#### [WORK INSTRUCTIONS]
Every record here needs to be retyped exactly.
___ INPUT MATERIAL
use crate::error::StoreError;
use crate::model::{AccessLog, Card, NewAccessLog, NewCard, NewPermission, Permission, Principal, Room};
use crate::types::{CardId, CardIdentifier, RoomId, UserId};
use async_trait::async_trait;
use chrono::{DateTime, Utc};

/// Store interface for cards.
#[async_trait]
pub trait CardStore {
    /// Looks up a card by its plaintext identifier.
    async fn find_card_by_identifier(
        &self,
        identifier: &CardIdentifier,
    ) -> std::result::Result<Option<Card>, StoreError>;

    /// Looks up a card by row id.
    async fn find_card(&self, card: CardId) -> std::result::Result<Option<Card>, StoreError>;

    /// Inserts a new card and returns the stored row.
    async fn insert_card(&self, card: NewCard) -> std::result::Result<Card, StoreError>;

    /// Persists every mutable field of an existing card.
    async fn save_card(&self, card: &Card) -> std::result::Result<(), StoreError>;

    /// Returns active cards whose expiry lies within `[from, until]`, soonest first.
    async fn cards_expiring_between(
        &self,
        from: DateTime<Utc>,
        until: DateTime<Utc>,
    ) -> std::result::Result<Vec<Card>, StoreError>;
}

/// Store interface for rooms.
#[async_trait]
pub trait RoomStore {
    /// Looks up a room by row id.
    async fn find_room(&self, room: RoomId) -> std::result::Result<Option<Room>, StoreError>;
}

/// Store interface for direct and group-inherited grants.
#[async_trait]
pub trait PermissionStore {
    /// Returns every permission attached to a card, for any room.
    async fn permissions_for_card(
        &self,
        card: CardId,
    ) -> std::result::Result<Vec<Permission>, StoreError>;

    /// Returns active permissions attached to a user for one room.
    async fn permissions_for_user(
        &self,
        user: UserId,
        room: RoomId,
    ) -> std::result::Result<Vec<Permission>, StoreError>;

    /// Returns whether the user belongs to a non-deleted group that lists the room.
    async fn user_in_group_with_room(
        &self,
        user: UserId,
        room: RoomId,
    ) -> std::result::Result<bool, StoreError>;

    /// Inserts a new active permission.
    async fn create_permission(
        &self,
        permission: NewPermission,
    ) -> std::result::Result<Permission, StoreError>;

    /// Marks every permission of `principal` for `room` inactive; returns the count.
    async fn deactivate_permissions(
        &self,
        principal: Principal,
        room: RoomId,
    ) -> std::result::Result<usize, StoreError>;
}

/// Append-only audit sink.
#[async_trait]
pub trait AccessLogStore {
    /// Appends one access log record.
    async fn create_log(&self, log: NewAccessLog) -> std::result::Result<AccessLog, StoreError>;
}

/// Composite store trait.
pub trait Store: CardStore + RoomStore + PermissionStore + AccessLogStore + Send + Sync {}

impl<T> Store for T where T: CardStore + RoomStore + PermissionStore + AccessLogStore + Send + Sync {}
______
#### [REPLY TO THE EXERCISE]
use crate::error::StoreError;
use crate::model::{AccessLog, Card, NewAccessLog, NewCard, NewPermission, Permission, Principal, Room};
use crate::types::{CardId, CardIdentifier, RoomId, UserId};
use async_trait::async_trait;
use chrono::{DateTime, Utc};

/// Store interface for cards.
#[async_trait]
pub trait CardStore {
    /// Looks up a card by its plaintext identifier.
    async fn find_card_by_identifier(
        &self,
        identifier: &CardIdentifier,
    ) -> std::result::Result<Option<Card>, StoreError>;

    /// Looks up a card by row id.
    async fn find_card(&self, card: CardId) -> std::result::Result<Option<Card>, StoreError>;

    /// Inserts a new card and returns the stored row.
    async fn insert_card(&self, card: NewCard) -> std::result::Result<Card, StoreError>;

    /// Persists every mutable field of an existing card.
    async fn save_card(&self, card: &Card) -> std::result::Result<(), StoreError>;

    /// Returns active cards whose expiry lies within `[from, until]`, soonest first.
    async fn cards_expiring_between(
        &self,
        from: DateTime<Utc>,
        until: DateTime<Utc>,
    ) -> std::result::Result<Vec<Card>, StoreError>;
}

/// Store interface for rooms.
#[async_trait]
pub trait RoomStore {
    /// Looks up a room by row id.
    async fn find_room(&self, room: RoomId) -> std::result::Result<Option<Room>, StoreError>;
}

/// Store interface for direct and group-inherited grants.
#[async_trait]
pub trait PermissionStore {
    /// Returns every permission attached to a card, for any room.
    async fn permissions_for_card(
        &self,
        card: CardId,
    ) -> std::result::Result<Vec<Permission>, StoreError>;

    /// Returns active permissions attached to a user for one room.
    async fn permissions_for_user(
        &self,
        user: UserId,
        room: RoomId,
    ) -> std::result::Result<Vec<Permission>, StoreError>;

    /// Returns whether the user belongs to a non-deleted group that lists the room.
    async fn user_in_group_with_room(
        &self,
        user: UserId,
        room: RoomId,
    ) -> std::result::Result<bool, StoreError>;

    /// Inserts a new active permission.
    async fn create_permission(
        &self,
        permission: NewPermission,
    ) -> std::result::Result<Permission, StoreError>;

    /// Marks every permission of `principal` for `room` inactive; returns the count.
    async fn deactivate_permissions(
        &self,
        principal: Principal,
        room: RoomId,
    ) -> std::result::Result<usize, StoreError>;
}

/// Append-only audit sink.
#[async_trait]
pub trait AccessLogStore {
    /// Appends one access log record.
    async fn create_log(&self, log: NewAccessLog) -> std::result::Result<AccessLog, StoreError>;
}

/// Composite store trait.
pub trait Store: CardStore + RoomStore + PermissionStore + AccessLogStore + Send + Sync {}

impl<T> Store for T where T: CardStore + RoomStore + PermissionStore + AccessLogStore + Send + Sync {}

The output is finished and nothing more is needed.